The dock widget is organized as a tabbed workflow with a compact project status
bar at the top.

Always visible:

- Project selector
- Short project path
- Project state
- Dataset count
- Latest checkpoint
- Latest benchmark summary

Tabs:

- **SAM3**: configure SAM3 model folders, choose a prompt mode, auto-create
  prompt layers, prepare preview labels, and accept preview masks into the
  persistent dataset.
- **Dataset**: choose image/mask layers, prepare masks, add accepted pairs, and
  inspect the compact dataset table.
- **Train**: choose training mode, dataset source, starting point, and core
  training parameters.
- **Checkpoints**: inspect checkpoint history and choose a checkpoint for
  continued training.
- **Predict**: save prediction layers into the project.
- **Advanced**: edit U-Net architecture, import pretrained weights, and update
  project notes.

Training-related actions are disabled until the user selects or creates a
Training Project Folder.

## Training Project Folder

The Training Project Folder is the persistent workspace.
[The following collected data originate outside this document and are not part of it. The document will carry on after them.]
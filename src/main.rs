use anyhow::{Context, Result};
use background_service::{PollService, PollSettings};
use clap::Parser;
use database::LedgerStore;
use llm_interface::{OpenAiProvider, PromptConfig};
use reddit_client::{RedditClient, RedditOAuth2Config};
use std::path::{Path, PathBuf};
use threadcast_core::{AppConfig, Credentials, DEFAULT_CONFIG_PATH};
use tracing_subscriber::EnvFilter;
use x_poster::{OAuth1Credentials, XPoster};

const DEFAULT_LOG_FILTER: &str =
    "threadcast=info,background_service=info,post_selector=info,reddit_client=info,\
     llm_interface=info,x_poster=info,database=info";

#[derive(Parser)]
#[command(
    name = "threadcast",
    version,
    about = "Summarizes the most discussed recent subreddit post and publishes it to X"
)]
struct Cli {
    /// Path to the TOML configuration file
    #[arg(long, env = "THREADCAST_CONFIG")]
    config: Option<PathBuf>,

    /// Run a single poll cycle and exit
    #[arg(long)]
    once: bool,
}

fn init_logging() {
    let filter =
        EnvFilter::try_from_default_env().unwrap_or_else(|_| EnvFilter::new(DEFAULT_LOG_FILTER));
    tracing_subscriber::fmt().with_env_filter(filter).init();
}

fn load_config(path: Option<&PathBuf>) -> Result<AppConfig> {
    let config = match path {
        Some(path) => AppConfig::from_file(path)
            .with_context(|| format!("Failed to load config from {}", path.display()))?,
        None => AppConfig::load_or_default(Path::new(DEFAULT_CONFIG_PATH))
            .with_context(|| format!("Failed to load {}", DEFAULT_CONFIG_PATH))?,
    };
    config.validate().context("Invalid configuration")?;
    Ok(config)
}

#[tokio::main]
async fn main() -> Result<()> {
    // A missing .env file is fine; the variables may come from the shell.
    let _ = dotenvy::dotenv();
    init_logging();

    let cli = Cli::parse();
    tracing::info!("Starting threadcast");

    let config = load_config(cli.config.as_ref())?;
    let credentials = Credentials::from_env().context("Missing credentials")?;
    let policy = config.policy();

    let user_agent = credentials
        .reddit_user_agent
        .clone()
        .unwrap_or_else(|| config.source.user_agent.clone());
    let reddit = RedditClient::new(RedditOAuth2Config::new(
        credentials.reddit_client_id.clone(),
        credentials.reddit_client_secret.clone(),
        user_agent,
    ))
    .context("Failed to create Reddit client")?
    .with_comment_depth(policy.depth_limit);

    let prompt = PromptConfig::from_generation(&config.source.subreddit, &config.generation);
    let generator = OpenAiProvider::new(
        credentials.openai_api_key.clone(),
        config.generation.model.clone(),
        prompt,
    )
    .context("Failed to create OpenAI client")?
    .with_base_url(&config.generation.base_url);

    let publisher = XPoster::new(OAuth1Credentials::from(&credentials), &config.publish)
        .context("Failed to create X client")?;

    let ledger = LedgerStore::open(&config.ledger)
        .await
        .context("Failed to open processed-items ledger")?;

    tracing::info!(
        subreddit = %config.source.subreddit,
        fetch_limit = config.fetch_limit(),
        time_range_hours = policy.time_range_hours,
        depth_limit = policy.depth_limit,
        "Configuration loaded"
    );

    let mut service = PollService::new(
        reddit,
        generator,
        publisher,
        ledger,
        PollSettings::from_config(&config),
    );

    if cli.once {
        service.run_once().await;
    } else {
        service.run().await;
    }

    Ok(())
}
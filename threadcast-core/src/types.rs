use chrono::{DateTime, Utc};
use serde::Serialize;

/// Body text used in place of an empty self text (link, image or video posts).
pub const LINK_POST_PLACEHOLDER: &str = "No content (link or image post).";

/// Author handle recorded for comments whose author was deleted.
pub const DELETED_AUTHOR: &str = "None";

/// A forum post as returned by the content source. Never mutated after fetch.
#[derive(Debug, Clone, PartialEq)]
pub struct Item {
    pub id: String,
    pub title: String,
    pub selftext: String,
    pub is_self: bool,
    pub author: String,
    pub url: String,
    pub num_comments: u32,
    pub score: i64,
    pub created_utc: DateTime<Utc>,
}

impl Item {
    /// The self text, or [`LINK_POST_PLACEHOLDER`] when there is none.
    pub fn display_body(&self) -> &str {
        let body = self.selftext.trim();
        if body.is_empty() {
            LINK_POST_PLACEHOLDER
        } else {
            body
        }
    }

    pub fn has_body(&self) -> bool {
        !self.selftext.trim().is_empty()
    }
}

/// One node of a comment thread as delivered by the content source, before
/// any ranking or trimming.
#[derive(Debug, Clone, PartialEq)]
pub enum RawComment {
    Comment(RawCommentData),
    /// A "load more comments" placeholder. Never materialised in a tree.
    MoreMarker { count: u32 },
}

#[derive(Debug, Clone, PartialEq)]
pub struct RawCommentData {
    /// `None` when the author account was deleted.
    pub author: Option<String>,
    pub body: String,
    pub score: Option<i64>,
    pub replies: Vec<RawComment>,
}

impl RawCommentData {
    pub fn ranking_score(&self) -> i64 {
        self.score.unwrap_or(0)
    }
}

/// A ranked, trimmed comment with its retained replies.
#[derive(Debug, Clone, PartialEq, Serialize)]
pub struct Comment {
    pub author: String,
    pub body: String,
    pub score: i64,
    pub replies: Vec<Comment>,
}

impl Comment {
    /// Number of edges on the longest path from this comment down to a leaf.
    pub fn reply_depth(&self) -> usize {
        self.replies
            .iter()
            .map(|reply| reply.reply_depth() + 1)
            .max()
            .unwrap_or(0)
    }
}

/// A selected item together with its comment tree, ready for summarization.
#[derive(Debug, Clone, PartialEq)]
pub struct AssembledDocument {
    pub item: Item,
    pub comments: Vec<Comment>,
}

impl AssembledDocument {
    /// Number of edges on the longest path from the item to a leaf comment.
    pub fn tree_depth(&self) -> usize {
        self.comments
            .iter()
            .map(|comment| comment.reply_depth() + 1)
            .max()
            .unwrap_or(0)
    }
}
Users should select or
create it before adding masks, training U-Net, or saving predictions.

Expected structure:

```text
training_project/
    project_config.json

    architecture/
        architecture_config.json

    sam3/
        sam3_config.json

    dataset/
        images/
        masks/
        manifest.json

    models/
        imported/
        model_registry.json
        starting_weights_config.json

    checkpoints/
        checkpoints.json
        latest.pt
        unet_run_001.pt
        unet_run_002.pt

    predictions/
        prediction_001.tif
        prediction_002.tif

    history/
        training_runs.json
        benchmark_history.csv

    logs/
        training.log
```

Reopening the same project restores dataset history, training settings, U-Net
architecture settings, starting-weight choice, checkpoint history, latest
checkpoint pointer, benchmark history, and previously selected layer names.

## SAM3 Annotation Tab

The SAM3 tab is task-driven. The user selects an image layer and a prompt mode;
the plugin creates or reuses the expected napari prompt layer automatically.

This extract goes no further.